* **Records shown**:

>>>

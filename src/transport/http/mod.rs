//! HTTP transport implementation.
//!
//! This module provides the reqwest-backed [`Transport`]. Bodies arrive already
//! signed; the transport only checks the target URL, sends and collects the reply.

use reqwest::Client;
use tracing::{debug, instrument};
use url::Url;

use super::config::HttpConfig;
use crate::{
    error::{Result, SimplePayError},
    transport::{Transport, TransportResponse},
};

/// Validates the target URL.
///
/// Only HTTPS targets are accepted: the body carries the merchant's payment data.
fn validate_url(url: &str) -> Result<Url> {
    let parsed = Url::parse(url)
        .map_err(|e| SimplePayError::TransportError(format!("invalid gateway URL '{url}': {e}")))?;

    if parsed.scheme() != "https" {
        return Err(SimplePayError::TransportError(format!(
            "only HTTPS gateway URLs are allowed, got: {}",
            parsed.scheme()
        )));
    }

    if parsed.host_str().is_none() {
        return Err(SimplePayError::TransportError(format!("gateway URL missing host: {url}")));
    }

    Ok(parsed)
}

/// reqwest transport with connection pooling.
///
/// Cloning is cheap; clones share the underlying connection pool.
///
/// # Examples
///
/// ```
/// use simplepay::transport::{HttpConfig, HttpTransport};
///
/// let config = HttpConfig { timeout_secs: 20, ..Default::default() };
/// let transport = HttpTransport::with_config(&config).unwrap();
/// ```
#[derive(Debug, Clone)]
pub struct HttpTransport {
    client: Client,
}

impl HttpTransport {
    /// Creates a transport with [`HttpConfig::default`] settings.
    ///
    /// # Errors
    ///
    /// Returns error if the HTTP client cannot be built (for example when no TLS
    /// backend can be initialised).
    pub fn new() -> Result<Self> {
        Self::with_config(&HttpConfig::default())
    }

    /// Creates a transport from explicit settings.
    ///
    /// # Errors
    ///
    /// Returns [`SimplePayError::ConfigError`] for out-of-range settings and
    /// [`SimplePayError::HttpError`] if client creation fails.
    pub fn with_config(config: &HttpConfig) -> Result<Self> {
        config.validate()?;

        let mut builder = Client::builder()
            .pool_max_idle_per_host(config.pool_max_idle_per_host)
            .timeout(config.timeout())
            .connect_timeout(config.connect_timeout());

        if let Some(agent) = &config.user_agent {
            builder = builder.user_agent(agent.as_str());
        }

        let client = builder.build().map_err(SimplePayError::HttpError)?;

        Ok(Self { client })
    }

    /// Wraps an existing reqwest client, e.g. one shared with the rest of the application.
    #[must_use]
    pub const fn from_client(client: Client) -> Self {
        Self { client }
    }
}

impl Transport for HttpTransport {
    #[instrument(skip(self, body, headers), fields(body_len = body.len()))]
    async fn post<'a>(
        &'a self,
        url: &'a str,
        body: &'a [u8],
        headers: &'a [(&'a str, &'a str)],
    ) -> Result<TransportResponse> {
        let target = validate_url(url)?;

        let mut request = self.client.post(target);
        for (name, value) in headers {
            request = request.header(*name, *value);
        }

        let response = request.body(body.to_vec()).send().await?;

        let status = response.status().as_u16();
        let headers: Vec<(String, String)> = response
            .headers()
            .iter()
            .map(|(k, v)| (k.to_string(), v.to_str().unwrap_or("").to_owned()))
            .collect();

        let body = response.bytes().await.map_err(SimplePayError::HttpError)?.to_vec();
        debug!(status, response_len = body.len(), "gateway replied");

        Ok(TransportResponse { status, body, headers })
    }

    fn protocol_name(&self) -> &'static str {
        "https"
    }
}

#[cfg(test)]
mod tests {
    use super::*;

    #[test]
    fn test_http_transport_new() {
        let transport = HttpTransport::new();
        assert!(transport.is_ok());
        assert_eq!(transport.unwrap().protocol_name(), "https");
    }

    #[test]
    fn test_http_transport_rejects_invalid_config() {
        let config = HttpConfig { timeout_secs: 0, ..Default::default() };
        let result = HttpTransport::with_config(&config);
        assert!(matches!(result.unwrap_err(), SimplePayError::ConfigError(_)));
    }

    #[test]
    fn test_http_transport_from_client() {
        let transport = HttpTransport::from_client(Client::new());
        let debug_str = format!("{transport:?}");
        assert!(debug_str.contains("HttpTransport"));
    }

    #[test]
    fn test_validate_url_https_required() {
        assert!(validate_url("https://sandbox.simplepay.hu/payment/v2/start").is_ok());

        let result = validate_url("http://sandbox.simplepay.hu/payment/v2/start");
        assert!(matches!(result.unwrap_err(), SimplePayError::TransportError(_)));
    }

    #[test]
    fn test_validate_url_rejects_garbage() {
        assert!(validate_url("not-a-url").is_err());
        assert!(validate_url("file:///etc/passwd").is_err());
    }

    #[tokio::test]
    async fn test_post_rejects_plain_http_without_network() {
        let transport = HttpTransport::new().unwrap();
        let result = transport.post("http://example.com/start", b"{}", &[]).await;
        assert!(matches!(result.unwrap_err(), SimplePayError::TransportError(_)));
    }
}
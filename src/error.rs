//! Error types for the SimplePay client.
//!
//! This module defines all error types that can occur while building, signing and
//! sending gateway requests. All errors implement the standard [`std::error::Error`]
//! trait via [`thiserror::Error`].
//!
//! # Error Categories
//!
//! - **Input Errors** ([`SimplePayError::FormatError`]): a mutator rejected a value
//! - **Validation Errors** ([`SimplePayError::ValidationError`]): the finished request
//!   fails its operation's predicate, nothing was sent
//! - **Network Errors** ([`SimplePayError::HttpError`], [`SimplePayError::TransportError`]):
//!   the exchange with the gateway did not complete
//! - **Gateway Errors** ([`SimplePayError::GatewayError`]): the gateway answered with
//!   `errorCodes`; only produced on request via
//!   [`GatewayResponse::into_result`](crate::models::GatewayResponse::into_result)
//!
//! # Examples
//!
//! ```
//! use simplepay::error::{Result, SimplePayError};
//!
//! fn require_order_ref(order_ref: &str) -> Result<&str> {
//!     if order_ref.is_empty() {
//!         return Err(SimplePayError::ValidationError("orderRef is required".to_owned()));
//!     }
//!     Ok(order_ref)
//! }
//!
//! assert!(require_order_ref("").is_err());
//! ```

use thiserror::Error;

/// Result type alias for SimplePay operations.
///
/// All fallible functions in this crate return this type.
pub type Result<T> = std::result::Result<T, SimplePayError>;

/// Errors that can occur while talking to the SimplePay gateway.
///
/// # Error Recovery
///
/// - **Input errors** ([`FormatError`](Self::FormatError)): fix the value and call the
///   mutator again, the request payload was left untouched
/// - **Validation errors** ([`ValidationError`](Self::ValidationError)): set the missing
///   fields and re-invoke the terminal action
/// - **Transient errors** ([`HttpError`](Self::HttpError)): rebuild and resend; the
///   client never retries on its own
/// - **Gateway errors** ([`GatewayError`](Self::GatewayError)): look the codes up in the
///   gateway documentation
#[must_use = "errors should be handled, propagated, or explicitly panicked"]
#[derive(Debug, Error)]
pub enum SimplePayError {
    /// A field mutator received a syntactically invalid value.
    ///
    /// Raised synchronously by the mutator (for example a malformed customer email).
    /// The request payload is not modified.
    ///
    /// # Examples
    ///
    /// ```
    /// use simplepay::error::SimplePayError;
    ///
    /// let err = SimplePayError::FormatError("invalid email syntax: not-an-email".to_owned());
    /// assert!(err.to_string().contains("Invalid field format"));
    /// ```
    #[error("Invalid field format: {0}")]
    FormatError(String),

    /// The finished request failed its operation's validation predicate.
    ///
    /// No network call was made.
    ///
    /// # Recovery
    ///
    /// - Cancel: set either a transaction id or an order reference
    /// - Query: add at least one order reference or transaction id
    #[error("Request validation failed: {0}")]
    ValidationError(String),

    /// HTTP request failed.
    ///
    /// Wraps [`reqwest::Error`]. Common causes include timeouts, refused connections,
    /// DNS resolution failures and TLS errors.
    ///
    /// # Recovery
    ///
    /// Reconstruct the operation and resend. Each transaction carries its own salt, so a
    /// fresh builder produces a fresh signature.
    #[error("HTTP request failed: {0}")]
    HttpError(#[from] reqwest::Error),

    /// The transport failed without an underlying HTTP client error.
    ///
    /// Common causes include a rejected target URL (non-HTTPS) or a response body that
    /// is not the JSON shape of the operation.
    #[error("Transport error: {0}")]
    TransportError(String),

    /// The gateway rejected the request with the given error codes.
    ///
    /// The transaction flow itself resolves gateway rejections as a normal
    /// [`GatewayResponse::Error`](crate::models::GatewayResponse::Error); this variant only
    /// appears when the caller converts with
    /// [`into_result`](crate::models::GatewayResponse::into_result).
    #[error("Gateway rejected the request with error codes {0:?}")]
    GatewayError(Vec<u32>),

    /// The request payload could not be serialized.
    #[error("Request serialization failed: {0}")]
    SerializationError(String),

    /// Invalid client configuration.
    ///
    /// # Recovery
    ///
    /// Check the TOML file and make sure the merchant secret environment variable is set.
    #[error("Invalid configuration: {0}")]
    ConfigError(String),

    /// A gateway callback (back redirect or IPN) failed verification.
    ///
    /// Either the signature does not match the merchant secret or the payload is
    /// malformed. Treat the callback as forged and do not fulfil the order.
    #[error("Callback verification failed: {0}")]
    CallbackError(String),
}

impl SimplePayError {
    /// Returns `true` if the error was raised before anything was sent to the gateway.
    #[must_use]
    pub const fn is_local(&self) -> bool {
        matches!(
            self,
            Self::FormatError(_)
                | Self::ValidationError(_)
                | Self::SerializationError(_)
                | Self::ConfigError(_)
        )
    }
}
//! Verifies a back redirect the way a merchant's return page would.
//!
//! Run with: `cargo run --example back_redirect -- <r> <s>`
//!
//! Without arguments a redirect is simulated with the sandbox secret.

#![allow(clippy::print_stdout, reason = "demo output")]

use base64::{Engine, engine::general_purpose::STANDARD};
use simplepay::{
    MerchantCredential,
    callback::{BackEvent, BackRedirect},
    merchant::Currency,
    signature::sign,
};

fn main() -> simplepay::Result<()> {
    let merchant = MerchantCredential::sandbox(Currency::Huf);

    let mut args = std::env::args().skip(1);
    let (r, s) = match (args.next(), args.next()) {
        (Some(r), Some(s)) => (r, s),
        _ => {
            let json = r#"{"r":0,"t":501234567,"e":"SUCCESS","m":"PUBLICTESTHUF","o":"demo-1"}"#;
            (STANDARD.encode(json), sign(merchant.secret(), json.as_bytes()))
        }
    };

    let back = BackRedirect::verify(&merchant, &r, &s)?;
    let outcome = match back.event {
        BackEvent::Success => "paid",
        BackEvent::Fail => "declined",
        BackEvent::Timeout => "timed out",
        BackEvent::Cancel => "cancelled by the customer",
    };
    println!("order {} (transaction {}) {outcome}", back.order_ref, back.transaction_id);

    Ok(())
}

<<<
>>>

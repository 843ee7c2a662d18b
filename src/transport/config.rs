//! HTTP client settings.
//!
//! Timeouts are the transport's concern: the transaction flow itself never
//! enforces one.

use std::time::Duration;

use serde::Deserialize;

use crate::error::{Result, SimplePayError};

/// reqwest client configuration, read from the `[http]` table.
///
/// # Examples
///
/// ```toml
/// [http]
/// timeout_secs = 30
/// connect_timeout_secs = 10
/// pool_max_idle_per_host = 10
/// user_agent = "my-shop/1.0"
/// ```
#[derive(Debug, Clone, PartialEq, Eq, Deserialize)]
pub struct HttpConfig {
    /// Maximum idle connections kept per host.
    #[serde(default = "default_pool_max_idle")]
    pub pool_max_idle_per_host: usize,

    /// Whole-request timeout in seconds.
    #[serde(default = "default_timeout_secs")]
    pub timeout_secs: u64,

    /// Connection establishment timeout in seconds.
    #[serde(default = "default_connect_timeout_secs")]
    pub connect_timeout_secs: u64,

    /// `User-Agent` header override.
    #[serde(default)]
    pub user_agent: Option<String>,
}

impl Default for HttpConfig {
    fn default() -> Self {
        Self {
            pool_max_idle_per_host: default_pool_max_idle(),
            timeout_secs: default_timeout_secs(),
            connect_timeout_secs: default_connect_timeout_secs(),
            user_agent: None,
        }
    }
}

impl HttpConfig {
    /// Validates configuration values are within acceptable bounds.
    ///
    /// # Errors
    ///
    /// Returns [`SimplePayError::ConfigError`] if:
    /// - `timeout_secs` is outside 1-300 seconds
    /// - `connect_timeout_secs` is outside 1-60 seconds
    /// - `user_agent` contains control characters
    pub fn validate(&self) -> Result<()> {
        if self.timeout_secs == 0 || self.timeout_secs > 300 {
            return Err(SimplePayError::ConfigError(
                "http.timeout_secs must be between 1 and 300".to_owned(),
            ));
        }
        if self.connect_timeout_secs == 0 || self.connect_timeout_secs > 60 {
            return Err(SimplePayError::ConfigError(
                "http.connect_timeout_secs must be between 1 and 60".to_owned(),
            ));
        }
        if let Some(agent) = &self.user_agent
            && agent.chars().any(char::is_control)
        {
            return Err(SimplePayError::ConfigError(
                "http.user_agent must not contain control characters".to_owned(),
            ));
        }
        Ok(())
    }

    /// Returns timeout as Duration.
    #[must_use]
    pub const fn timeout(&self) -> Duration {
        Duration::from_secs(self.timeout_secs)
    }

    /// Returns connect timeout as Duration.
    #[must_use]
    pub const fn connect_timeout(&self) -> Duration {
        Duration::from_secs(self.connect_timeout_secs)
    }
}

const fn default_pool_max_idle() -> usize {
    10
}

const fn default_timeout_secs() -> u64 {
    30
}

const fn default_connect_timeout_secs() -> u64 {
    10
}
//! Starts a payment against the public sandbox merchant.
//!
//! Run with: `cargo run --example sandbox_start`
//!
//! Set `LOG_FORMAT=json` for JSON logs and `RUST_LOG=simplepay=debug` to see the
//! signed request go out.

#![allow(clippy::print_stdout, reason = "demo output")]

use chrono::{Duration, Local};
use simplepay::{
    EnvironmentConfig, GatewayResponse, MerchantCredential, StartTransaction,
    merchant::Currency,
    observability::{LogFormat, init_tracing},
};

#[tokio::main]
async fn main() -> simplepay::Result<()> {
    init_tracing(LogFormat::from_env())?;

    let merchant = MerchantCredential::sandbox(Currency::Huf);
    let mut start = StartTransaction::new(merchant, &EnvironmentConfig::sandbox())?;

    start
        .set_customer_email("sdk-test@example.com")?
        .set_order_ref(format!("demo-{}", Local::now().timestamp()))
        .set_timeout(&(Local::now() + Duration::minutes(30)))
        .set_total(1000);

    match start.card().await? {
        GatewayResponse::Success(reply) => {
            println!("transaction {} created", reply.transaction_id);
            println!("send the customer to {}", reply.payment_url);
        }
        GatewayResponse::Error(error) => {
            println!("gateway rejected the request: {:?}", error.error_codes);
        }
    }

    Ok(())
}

<<<

If a line in the entries holds the string "verification", copy it.

    /// A gateway callback (back redirect or IPN) failed verification.
    #[error("Callback verification failed: {0}")]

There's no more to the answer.